Test Series 3 – Susceptibility to Clogging Tests
As propane may contain particulate matter, there was concern that smaller-sized orifices in
FMLLGs might become clogged with debris and therefore not indicate the proper filling level at
the correct time. For this third series of tests, each sample was installed into a suitable pressure
vessel piping system initially filled with clean water. The piping system was connected to a
pressure supply system incorporating a regulator, and control valve.
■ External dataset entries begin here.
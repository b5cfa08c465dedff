//! Spawn and placement
//!
//! Finds clear cells for the chassis, pickups, coins, portals and bosses.
//! Searches are bounded; on exhaustion they degrade to a best-effort
//! coordinate instead of failing.

use std::collections::HashSet;

use glam::IVec2;
use rand::Rng;

use super::geometry::{WallMap, distance, in_bounds};
use super::state::{Coin, Enemy, GameState, MatterType, Pickup, PickupKind, UpgradeKind, Wall};
use crate::consts::*;
use crate::grid_center;

/// Random placement attempts before falling back to a scan
const PLACEMENT_ATTEMPTS: usize = 200;
/// Pickups and coins keep this far from the head
const MIN_HEAD_DISTANCE: f32 = 3.0;

/// Cells already taken by entities
#[derive(Debug, Clone, Default)]
pub struct Occupancy {
    cells: HashSet<IVec2>,
}

impl Occupancy {
    pub fn from_state(state: &GameState) -> Self {
        let mut cells = HashSet::new();
        cells.extend(state.segments.iter().map(|s| s.pos));
        cells.extend(state.enemies.iter().map(|e| e.pos));
        cells.extend(state.pickups.iter().map(|p| p.pos));
        cells.extend(state.coins.iter().map(|c| c.pos));
        for portal in state.portal.iter().chain(state.secret_portal.iter()) {
            for dy in 0..PORTAL_SIZE {
                for dx in 0..PORTAL_SIZE {
                    cells.insert(portal.pos + IVec2::new(dx, dy));
                }
            }
        }
        if let Some(boss) = &state.boss {
            cells.extend(boss.cells());
        }
        Self { cells }
    }

    pub fn contains(&self, p: IVec2) -> bool {
        self.cells.contains(&p)
    }

    pub fn insert(&mut self, p: IVec2) {
        self.cells.insert(p);
    }

    pub fn remove(&mut self, p: IVec2) {
        self.cells.remove(&p);
    }

    fn area_free(&self, pos: IVec2, size: IVec2) -> bool {
        (pos.y..pos.y + size.y).all(|y| (pos.x..pos.x + size.x).all(|x| !self.contains(IVec2::new(x, y))))
    }
}

/// True if the square of `radius` around `center` is on the board, wall-free and enemy-free
fn area_safe(map: &WallMap, enemies: &[Enemy], center: IVec2, radius: i32) -> bool {
    let min = center - IVec2::splat(radius);
    let max = center + IVec2::splat(radius);
    if !in_bounds(min) || !in_bounds(max) {
        return false;
    }
    let size = IVec2::splat(radius * 2 + 1);
    map.area_clear(min, size)
        && !enemies.iter().any(|e| {
            e.pos.x >= min.x && e.pos.x <= max.x && e.pos.y >= min.y && e.pos.y <= max.y
        })
}

fn nearest_safe_to_center(map: &WallMap, enemies: &[Enemy], radius: i32) -> Option<IVec2> {
    let center = grid_center();
    if area_safe(map, enemies, center, radius) {
        return Some(center);
    }
    let mut best: Option<(f32, IVec2)> = None;
    for y in radius..GRID_HEIGHT - radius {
        for x in radius..GRID_WIDTH - radius {
            let candidate = IVec2::new(x, y);
            if !area_safe(map, enemies, candidate, radius) {
                continue;
            }
            let d = distance(candidate, center);
            if best.is_none_or(|(bd, _)| d < bd) {
                best = Some((d, candidate));
                if d <= GOOD_ENOUGH_START_DISTANCE {
                    return Some(candidate);
                }
            }
        }
    }
    best.map(|(_, p)| p)
}

/// Chassis placement: the clear spot nearest the board centre
pub fn find_safe_start(walls: &[Wall], enemies: &[Enemy]) -> IVec2 {
    let map = WallMap::new(walls);
    if let Some(p) = nearest_safe_to_center(&map, enemies, SAFE_START_RADIUS) {
        return p;
    }
    if let Some(p) = nearest_safe_to_center(&map, enemies, SAFE_START_FALLBACK_RADIUS) {
        log::warn!("No radius-{} start area, using degraded radius", SAFE_START_RADIUS);
        return p;
    }
    log::warn!("No safe start area at all, using fixed fallback");
    IVec2::new(FALLBACK_START.0, FALLBACK_START.1)
}

/// A random free cell away from the head
pub fn random_safe(state: &mut GameState, map: &WallMap) -> IVec2 {
    let occupancy = Occupancy::from_state(state);
    random_safe_with(state, map, &occupancy)
}

pub fn random_safe_with(state: &mut GameState, map: &WallMap, occupancy: &Occupancy) -> IVec2 {
    let head = state.head_pos();
    let usable = |p: IVec2| !map.is_blocked(p) && !occupancy.contains(p) && distance(p, head) >= MIN_HEAD_DISTANCE;

    for _ in 0..PLACEMENT_ATTEMPTS {
        let p = IVec2::new(
            state.rng.random_range(1..GRID_WIDTH - 1),
            state.rng.random_range(1..GRID_HEIGHT - 1),
        );
        if usable(p) {
            return p;
        }
    }
    log::warn!("Random placement exhausted, scanning for a free cell");
    (1..GRID_HEIGHT - 1)
        .flat_map(|y| (1..GRID_WIDTH - 1).map(move |x| IVec2::new(x, y)))
        .find(|p| usable(*p))
        .unwrap_or_else(grid_center)
}

/// A clear `size` footprint at least `min_head_distance` from the head.
/// Returns the farthest clear candidate seen when the constraint cannot be met.
pub fn find_clear_area(state: &mut GameState, map: &WallMap, size: IVec2, min_head_distance: f32) -> IVec2 {
    let occupancy = Occupancy::from_state(state);
    let head = state.head_pos();
    let mut best: Option<(f32, IVec2)> = None;

    for _ in 0..PLACEMENT_ATTEMPTS {
        let p = IVec2::new(
            state.rng.random_range(1..GRID_WIDTH - size.x),
            state.rng.random_range(1..GRID_HEIGHT - size.y),
        );
        if !map.area_clear(p, size) || !occupancy.area_free(p, size) {
            continue;
        }
        let d = distance(p, head);
        if d > min_head_distance {
            return p;
        }
        if best.is_none_or(|(bd, _)| d > bd) {
            best = Some((d, p));
        }
    }
    log::warn!("Area placement exhausted ({}x{}), using best effort", size.x, size.y);
    best.map(|(_, p)| p).unwrap_or_else(grid_center)
}

/// Exit portal placement
pub fn spawn_portal(state: &mut GameState, map: &WallMap) -> IVec2 {
    find_clear_area(state, map, IVec2::splat(PORTAL_SIZE), PORTAL_MIN_DISTANCE)
}

/// Place one pickup of `kind` and return its id
pub fn spawn_pickup(state: &mut GameState, map: &WallMap, kind: PickupKind) -> u32 {
    let pos = random_safe(state, map);
    let id = state.next_entity_id();
    state.pickups.push(Pickup { id, pos, kind });
    id
}

/// Keep every base matter type on the board and roll for special pickups
pub fn spawn_pickups_if_needed(state: &mut GameState, map: &WallMap) {
    for matter in MatterType::ALL {
        let present = state
            .pickups
            .iter()
            .any(|p| p.kind == PickupKind::Matter(matter));
        if !present {
            spawn_pickup(state, map, PickupKind::Matter(matter));
        }
    }

    let has_special = |state: &GameState, kind: PickupKind| state.pickups.iter().any(|p| p.kind == kind);

    if state.has_upgrade(UpgradeKind::StasisField) && !has_special(state, PickupKind::StasisOrb) {
        let chance = state.tuning.stasis_orb_chance;
        if state.rng.random_bool(chance) {
            spawn_pickup(state, map, PickupKind::StasisOrb);
        }
    }

    if state.has_upgrade(UpgradeKind::ShieldGenerator)
        && !has_special(state, PickupKind::Shield)
        && state.buffs.shields < state.shield_capacity()
    {
        let chance = state.tuning.shield_pickup_chance;
        if state.rng.random_bool(chance) {
            spawn_pickup(state, map, PickupKind::Shield);
        }
    }
}

/// Scatter `count` coins
pub fn spawn_coins(state: &mut GameState, map: &WallMap, count: usize) {
    let mut occupancy = Occupancy::from_state(state);
    for _ in 0..count {
        let pos = random_safe_with(state, map, &occupancy);
        occupancy.insert(pos);
        let id = state.next_entity_id();
        let value = state.tuning.coin_value;
        state.coins.push(Coin { id, pos, value });
    }
}

#[cfg(test)]
mod tests {
    use super::*;
    use crate::sim::layout::{parse_layout, tests::layout_with};
    use crate::sim::state::{EnemyBehavior, Segment};

    fn enemy_at(pos: IVec2) -> Enemy {
        Enemy {
            id: 1,
            pos,
            behavior: EnemyBehavior::Stationary,
            color: 0,
            move_speed: 0,
            current_tick: 0,
            dir: IVec2::ZERO,
            frozen: false,
            trail: Vec::new(),
            spawned_at: None,
        }
    }

    #[test]
    fn test_safe_start_prefers_center() {
        let parsed = parse_layout(&layout_with(&[]));
        assert_eq!(find_safe_start(&parsed.walls, &[]), grid_center());
    }

    #[test]
    fn test_safe_start_avoids_blocked_center() {
        let parsed = parse_layout(&layout_with(&[(20, 15, '#')]));
        let enemies = [enemy_at(IVec2::new(18, 15))];
        let start = find_safe_start(&parsed.walls, &enemies);
        assert_ne!(start, grid_center());
        let map = WallMap::new(&parsed.walls);
        assert!(area_safe(&map, &enemies, start, SAFE_START_RADIUS));
        assert!(distance(start, grid_center()) <= 8.0);
    }

    #[test]
    fn test_safe_start_degrades_then_falls_back() {
        // walls every 6th column and row leave only 5x5 pockets
        let mut cells = Vec::new();
        for y in 0..GRID_HEIGHT {
            for x in 0..GRID_WIDTH {
                if x % 6 == 0 || y % 6 == 0 {
                    cells.push((x, y, '#'));
                }
            }
        }
        let parsed = parse_layout(&layout_with(&cells));
        let start = find_safe_start(&parsed.walls, &[]);
        let map = WallMap::new(&parsed.walls);
        assert!(area_safe(&map, &[], start, SAFE_START_FALLBACK_RADIUS));

        let full: Vec<_> = (0..GRID_HEIGHT)
            .flat_map(|y| (0..GRID_WIDTH).map(move |x| (x, y, '#')))
            .collect();
        let parsed = parse_layout(&layout_with(&full));
        assert_eq!(
            find_safe_start(&parsed.walls, &[]),
            IVec2::new(FALLBACK_START.0, FALLBACK_START.1)
        );
    }

    #[test]
    fn test_pickup_invariant_spawns_each_base_type() {
        let mut state = GameState::new(11);
        state.walls = parse_layout(&layout_with(&[])).walls;
        state.segments = vec![Segment::head(1, grid_center(), 0)];
        let map = WallMap::new(&state.walls);
        spawn_pickups_if_needed(&mut state, &map);
        for matter in MatterType::ALL {
            assert_eq!(
                state.pickups.iter().filter(|p| p.kind == PickupKind::Matter(matter)).count(),
                1
            );
        }
        // idempotent while present
        spawn_pickups_if_needed(&mut state, &map);
        assert_eq!(state.pickups.len(), 3);
        assert!(state.pickups.iter().all(|p| !map.is_blocked(p.pos)));
    }

    #[test]
    fn test_specials_require_upgrade() {
        let mut state = GameState::new(5);
        state.tuning.stasis_orb_chance = 1.0;
        state.tuning.shield_pickup_chance = 1.0;
        state.walls = parse_layout(&layout_with(&[])).walls;
        let map = WallMap::new(&state.walls);
        spawn_pickups_if_needed(&mut state, &map);
        assert!(!state.pickups.iter().any(|p| p.kind == PickupKind::StasisOrb));

        state.upgrades.push(crate::sim::shop::new_upgrade(UpgradeKind::StasisField));
        spawn_pickups_if_needed(&mut state, &map);
        spawn_pickups_if_needed(&mut state, &map);
        assert_eq!(state.pickups.iter().filter(|p| p.kind == PickupKind::StasisOrb).count(), 1);
    }

    #[test]
    fn test_portal_keeps_distance_from_head() {
        let mut state = GameState::new(21);
        state.walls = parse_layout(&layout_with(&[])).walls;
        state.segments = vec![Segment::head(1, IVec2::new(3, 3), 0)];
        let map = WallMap::new(&state.walls);
        let portal = spawn_portal(&mut state, &map);
        assert!(distance(portal, IVec2::new(3, 3)) > PORTAL_MIN_DISTANCE);
        assert!(map.area_clear(portal, IVec2::splat(PORTAL_SIZE)));
    }

    #[test]
    fn test_coins_do_not_stack() {
        let mut state = GameState::new(2);
        state.walls = parse_layout(&layout_with(&[])).walls;
        let map = WallMap::new(&state.walls);
        spawn_coins(&mut state, &map, 10);
        let unique: HashSet<_> = state.coins.iter().map(|c| c.pos).collect();
        assert_eq!(unique.len(), 10);
    }
}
Water was allowed to flow
through each sample FMLLG at 20 psig and 175 psig, and collected into a discharge container
over time in order to determine a mass flow rate. This test series was only conducted at the
minimum and maximum pressures from the other test series because if clogging were to occur, it
would be worse case at one of these pressures. Each test was conducted for two minutes to
minimize the human error of opening and closing the gauge screw assembly. This portion
provided a bases line liquid flow rate measurement for each sample.
The test was stopped and the water was replaced with a water/polystyrene latex spheres solution.
The range of sizes and concentration of polystyrene latex spheres was based upon particulate and
solids in propane information and data generated from the PERC-funded study on solids in
propane, Final Report on Water and Solid Contaminant Control in LP Gas, Docket 11353 and
the maximum residual matter found in commercial propane in accordance with ASTM D1835.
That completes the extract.